If, on the other hand, the optimal strategy were rate control, drug therapy would be simplified, based mostly on beta-adrenergic blockade and digoxin, two types of pharmaceuticals which slow the heart rate and exert positive effects on cardiac mechanical function in patients with CHF.
The indications for radiofrequency ablation of the atrioventricular junction must be weighed carefully, since this treatment is inescapably followed by permanent pacing, with the potential adverse mechanical effects of complete ventricular capture. The choice of pacing site appears crucial in presence of CHF. Numerous case reports or observational studies, and a few controlled trials like DAVID [17]

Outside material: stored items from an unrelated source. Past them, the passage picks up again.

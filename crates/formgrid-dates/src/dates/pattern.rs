//! Date/time patterns.
//!
//! Patterns use the classic letter syntax (`MM/dd/yy HH:mm`). Parsing works on
//! characters rather than bytes so failure offsets can be used directly as
//! caret positions in a text field.
//!
//! | letter | field                     |
//! |--------|---------------------------|
//! | `y`    | year (`yy` = two digits)  |
//! | `M`    | month (`MMM` short name, `MMMM` long name) |
//! | `d`    | day of month              |
//! | `E`    | weekday name (ignored on parse) |
//! | `a`    | AM/PM marker              |
//! | `H`    | hour 0-23                 |
//! | `h`    | hour 1-12                 |
//! | `m`    | minute                    |
//! | `s`    | second                    |
//! | `S`    | millisecond               |

use super::locale::DateLocale;
use crate::error::PatternError;
use chrono::{Datelike, NaiveDate, NaiveDateTime, Timelike};
use std::fmt;
use std::str::FromStr;

/// Upper bound on digits consumed by a greedy numeric field.
const MAX_DIGITS: usize = 9;

#[derive(Clone, Copy, Debug, PartialEq, Eq)]
pub enum Field {
    Year,
    Month,
    Day,
    Weekday,
    AmPm,
    Hour24,
    Hour12,
    Minute,
    Second,
    Millis,
}

impl Field {
    fn from_letter(c: char) -> Option<Field> {
        Some(match c {
            'y' => Field::Year,
            'M' => Field::Month,
            'd' => Field::Day,
            'E' => Field::Weekday,
            'a' => Field::AmPm,
            'H' => Field::Hour24,
            'h' => Field::Hour12,
            'm' => Field::Minute,
            's' => Field::Second,
            'S' => Field::Millis,
            _ => return None,
        })
    }

    pub fn letter(self) -> char {
        match self {
            Field::Year => 'y',
            Field::Month => 'M',
            Field::Day => 'd',
            Field::Weekday => 'E',
            Field::AmPm => 'a',
            Field::Hour24 => 'H',
            Field::Hour12 => 'h',
            Field::Minute => 'm',
            Field::Second => 's',
            Field::Millis => 'S',
        }
    }

    fn is_numeric(self, width: usize) -> bool {
        match self {
            Field::Month => width <= 2,
            Field::Weekday | Field::AmPm => false,
            _ => true,
        }
    }
}

#[derive(Clone, Debug, PartialEq, Eq)]
enum Token {
    Field { field: Field, width: usize },
    Literal(String),
}

/// Field values read from text, before they are combined into a timestamp.
#[derive(Clone, Debug, Default, PartialEq, Eq)]
pub struct ParsedFields {
    pub year: Option<i32>,
    pub month: Option<u32>,
    pub day: Option<u32>,
    pub hour24: Option<u32>,
    pub hour12: Option<u32>,
    pub pm: Option<bool>,
    pub minute: Option<u32>,
    pub second: Option<u32>,
    pub millis: Option<u32>,
    /// Number of characters consumed from the input.
    pub consumed: usize,
    calendar_offset: usize,
}

impl ParsedFields {
    /// Combine the fields into a timestamp. Missing fields take their epoch
    /// values (`1970-01-01 00:00:00.000`).
    ///
    /// On an impossible calendar date the error is the offset of the field
    /// most likely at fault.
    pub fn resolve(&self) -> Result<NaiveDateTime, usize> {
        let date = NaiveDate::from_ymd_opt(
            self.year.unwrap_or(1970),
            self.month.unwrap_or(1),
            self.day.unwrap_or(1),
        )
        .ok_or(self.calendar_offset)?;
        date.and_hms_milli_opt(
            self.hour_of_day(),
            self.minute.unwrap_or(0),
            self.second.unwrap_or(0),
            self.millis.unwrap_or(0),
        )
        .ok_or(self.calendar_offset)
    }

    pub fn hour_of_day(&self) -> u32 {
        if let Some(hour) = self.hour24 {
            return hour;
        }
        let half = if self.pm == Some(true) { 12 } else { 0 };
        self.hour12.map_or(0, |h| h % 12) + half
    }

    /// Store a numeric value, returning `None` when out of range.
    fn store(&mut self, field: Field, value: u32) -> Option<()> {
        let in_range = |lo: u32, hi: u32| (lo..=hi).contains(&value).then_some(value);
        match field {
            Field::Year => self.year = Some(i32::try_from(value).ok()?),
            Field::Month => self.month = Some(in_range(1, 12)?),
            Field::Day => self.day = Some(in_range(1, 31)?),
            Field::Hour24 => self.hour24 = Some(in_range(0, 23)?),
            Field::Hour12 => self.hour12 = Some(in_range(1, 12)?),
            Field::Minute => self.minute = Some(in_range(0, 59)?),
            Field::Second => self.second = Some(in_range(0, 59)?),
            Field::Millis => self.millis = Some(in_range(0, 999)?),
            Field::Weekday | Field::AmPm => {}
        }
        Some(())
    }
}

/// A compiled date/time pattern.
#[derive(Clone, Debug)]
pub struct DatePattern {
    source: String,
    tokens: Vec<Token>,
    locale: DateLocale,
    delimiters: Vec<char>,
    delimiter_sequence: Vec<char>,
}

impl DatePattern {
    pub fn new(pattern: &str) -> Result<DatePattern, PatternError> {
        Self::with_locale(pattern, DateLocale::default())
    }

    pub fn with_locale(pattern: &str, locale: DateLocale) -> Result<DatePattern, PatternError> {
        let tokens = tokenize(pattern)?;
        let delimiter_sequence: Vec<char> = tokens
            .iter()
            .filter_map(|t| match t {
                Token::Literal(text) => Some(text.chars()),
                Token::Field { .. } => None,
            })
            .flatten()
            .filter(|c| !c.is_alphanumeric())
            .collect();
        let mut delimiters = Vec::new();
        for c in &delimiter_sequence {
            if !delimiters.contains(c) {
                delimiters.push(*c);
            }
        }

        Ok(DatePattern {
            source: pattern.to_string(),
            tokens,
            locale,
            delimiters,
            delimiter_sequence,
        })
    }

    pub fn source(&self) -> &str {
        &self.source
    }

    pub fn locale(&self) -> &DateLocale {
        &self.locale
    }

    /// Distinct non-alphanumeric literal characters, in pattern order.
    pub fn delimiters(&self) -> &[char] {
        &self.delimiters
    }

    pub fn is_delimiter(&self, c: char) -> bool {
        self.delimiters.contains(&c)
    }

    /// Every non-alphanumeric literal character in pattern order, repeats kept.
    pub fn delimiter_sequence(&self) -> &[char] {
        &self.delimiter_sequence
    }

    /// Whether the pattern uses the field written with `letter`.
    pub fn contains_field(&self, letter: char) -> bool {
        self.tokens
            .iter()
            .any(|t| matches!(t, Token::Field { field, .. } if field.letter() == letter))
    }

    /// Parse fields from the start of `text`. The input does not have to be
    /// consumed completely; check [`ParsedFields::consumed`].
    ///
    /// The error value is the character offset where parsing failed.
    pub fn parse_fields(&self, text: &str) -> Result<ParsedFields, usize> {
        let chars: Vec<char> = text.chars().collect();
        let mut fields = ParsedFields::default();
        let mut pos = 0;

        for (idx, token) in self.tokens.iter().enumerate() {
            match token {
                Token::Literal(literal) => {
                    for expected in literal.chars() {
                        if chars.get(pos) != Some(&expected) {
                            return Err(pos);
                        }
                        pos += 1;
                    }
                }
                Token::Field { field, width } if field.is_numeric(*width) => {
                    let abutting = matches!(
                        self.tokens.get(idx + 1),
                        Some(Token::Field { field: next, width: w }) if next.is_numeric(*w)
                    );
                    let max = if abutting { *width } else { MAX_DIGITS };
                    let start = pos;
                    let mut end = pos;
                    while end < chars.len() && end - start < max && chars[end].is_ascii_digit() {
                        end += 1;
                    }
                    if end == start {
                        return Err(start);
                    }
                    let digits: String = chars[start..end].iter().collect();
                    let value: u32 = digits.parse().map_err(|_| start)?;
                    fields.store(*field, value).ok_or(start)?;
                    if matches!(field, Field::Year | Field::Month | Field::Day) {
                        if *field == Field::Day || fields.day.is_none() {
                            fields.calendar_offset = start;
                        }
                    }
                    pos = end;
                }
                Token::Field { field, .. } => {
                    let rest = &chars[pos.min(chars.len())..];
                    let matched = match field {
                        Field::Month => self.locale.match_month(rest).map(|(month0, len)| {
                            fields.month = Some(month0 as u32 + 1);
                            if fields.day.is_none() {
                                fields.calendar_offset = pos;
                            }
                            len
                        }),
                        Field::Weekday => self.locale.match_weekday(rest).map(|(_, len)| len),
                        Field::AmPm => self.locale.match_am_pm(rest).map(|(pm, len)| {
                            fields.pm = Some(pm);
                            len
                        }),
                        _ => None,
                    };
                    pos += matched.ok_or(pos)?;
                }
            }
        }

        fields.consumed = pos;
        Ok(fields)
    }

    /// Parse the whole of `text`. Trailing characters fail at their offset.
    pub fn parse(&self, text: &str) -> Result<NaiveDateTime, usize> {
        let fields = self.parse_fields(text)?;
        if fields.consumed < text.chars().count() {
            return Err(fields.consumed);
        }
        fields.resolve()
    }

    pub fn format(&self, value: &NaiveDateTime) -> String {
        let mut out = String::new();
        for token in &self.tokens {
            match token {
                Token::Literal(literal) => out.push_str(literal),
                Token::Field { field, width } => self.format_field(&mut out, value, *field, *width),
            }
        }
        out
    }

    fn format_field(&self, out: &mut String, value: &NaiveDateTime, field: Field, width: usize) {
        let pad = |n: i64| format!("{:0width$}", n, width = width);
        let text = match field {
            Field::Year if width == 2 => format!("{:02}", value.year().rem_euclid(100)),
            Field::Year => pad(i64::from(value.year())),
            Field::Month if width >= 4 => self.locale.month_name(value.month0() as usize).into(),
            Field::Month if width == 3 => {
                self.locale.short_month_name(value.month0() as usize).into()
            }
            Field::Month => pad(i64::from(value.month())),
            Field::Day => pad(i64::from(value.day())),
            Field::Weekday if width >= 4 => self.locale.weekday_name(value.weekday()).into(),
            Field::Weekday => self.locale.short_weekday_name(value.weekday()).into(),
            Field::AmPm => self.locale.am_pm(value.hour() >= 12).into(),
            Field::Hour24 => pad(i64::from(value.hour())),
            Field::Hour12 => {
                let hour = value.hour() % 12;
                pad(i64::from(if hour == 0 { 12 } else { hour }))
            }
            Field::Minute => pad(i64::from(value.minute())),
            Field::Second => pad(i64::from(value.second())),
            Field::Millis => pad(i64::from((value.nanosecond() / 1_000_000).min(999))),
        };
        out.push_str(&text);
    }
}

impl PartialEq for DatePattern {
    fn eq(&self, other: &Self) -> bool {
        self.source == other.source && self.locale == other.locale
    }
}

impl FromStr for DatePattern {
    type Err = PatternError;

    fn from_str(s: &str) -> Result<Self, Self::Err> {
        DatePattern::new(s)
    }
}

impl fmt::Display for DatePattern {
    fn fmt(&self, f: &mut fmt::Formatter<'_>) -> fmt::Result {
        f.write_str(&self.source)
    }
}

fn tokenize(pattern: &str) -> Result<Vec<Token>, PatternError> {
    let chars: Vec<char> = pattern.chars().collect();
    let mut tokens = Vec::new();
    let mut literal = String::new();
    let mut i = 0;

    while i < chars.len() {
        let c = chars[i];
        if c == '\'' {
            if chars.get(i + 1) == Some(&'\'') {
                literal.push('\'');
                i += 2;
                continue;
            }
            let mut j = i + 1;
            loop {
                match chars.get(j) {
                    None => return Err(PatternError::UnterminatedQuote(i)),
                    Some('\'') if chars.get(j + 1) == Some(&'\'') => {
                        literal.push('\'');
                        j += 2;
                    }
                    Some('\'') => {
                        j += 1;
                        break;
                    }
                    Some(&quoted) => {
                        literal.push(quoted);
                        j += 1;
                    }
                }
            }
            i = j;
        } else if c.is_ascii_alphabetic() {
            let field = Field::from_letter(c).ok_or(PatternError::UnknownField(c))?;
            let mut width = 1;
            while chars.get(i + width) == Some(&c) {
                width += 1;
            }
            if !literal.is_empty() {
                tokens.push(Token::Literal(std::mem::take(&mut literal)));
            }
            tokens.push(Token::Field { field, width });
            i += width;
        } else {
            literal.push(c);
            i += 1;
        }
    }
    if !literal.is_empty() {
        tokens.push(Token::Literal(literal));
    }

    if !tokens.iter().any(|t| matches!(t, Token::Field { .. })) {
        return Err(PatternError::NoFields);
    }
    Ok(tokens)
}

(though in DAVID, the majority of patients were asymptomatic or only had mild heart failure) suggest that right ventricular (RV) apical pacing may cause or worsen heart failure particularly in the setting of post-myocardial infarction left ventricular systolic dysfunction. The prevention of such adverse effects may mandate the choice of other RV pacing sites, or of biventricular pacing. A randomised study in patients suffering from chronic AF and with a LV ejection fraction (EF) <40%, conducted at our institution, showed better preservation of ventricular function after ablation of the AV junction followed by RV septal compared with RV apical pacing [18]
. Preliminary results of the PAVE trial presented at the 2004 American College of Cardiology Scientific Sessions (Late-Breaking Trials) indicated that, after ablation of the AV junction, biventricular pacing was associated with better preservation of LV systolic function than single-site RV pacing. However, these results must be interpreted cautiously since neither CHF nor a low LVEF were criteria of inclusion into the trial. The only trustworthy comparison available thus, far, between biventricular and single-site RV stimulation in patients with moderate or severe CHF and an LVEF <35% is from the MUSTIC-AF trial [19]
. However, the results were disappointing. A statistically borderline significant improvement in functional capacity was observed during the crossover phase with biventricular stimulation; this must be considered inconclusive. The most important information derived from this study was the inordinately high dropout rate during a long observation before randomisation, attributed to single-site RV stimulation imposed on all patients during that phase of the trial. This observation suggests that it might no longer be ethical to conduct a MUSTIC-like comparative trial in this patient population.
On the other hand, a pragmatic study should be designed to answer questions asked by the community of heart failure specialists pertaining to patients in chronic CHF and AF, questions probably different from those asked by arrhythmia experts. A prolonged morbidity/mortality trial should be conducted in a large patient population, to compare, in a parallel design, a) optimal medical treatment of CHF + rate control versus b) optimal medical treatment + cardiac resynchronisation + ICD therapy, to ascertain the efficacy of complete electrical therapy. Radiofrequency AV junctional ablation could be added for patients whose ventricular rate remained uncontrollable.
This introduction was written to open a discussion as well as to ask several questions which will only be answered by the design and conduct of additional appropriate studies.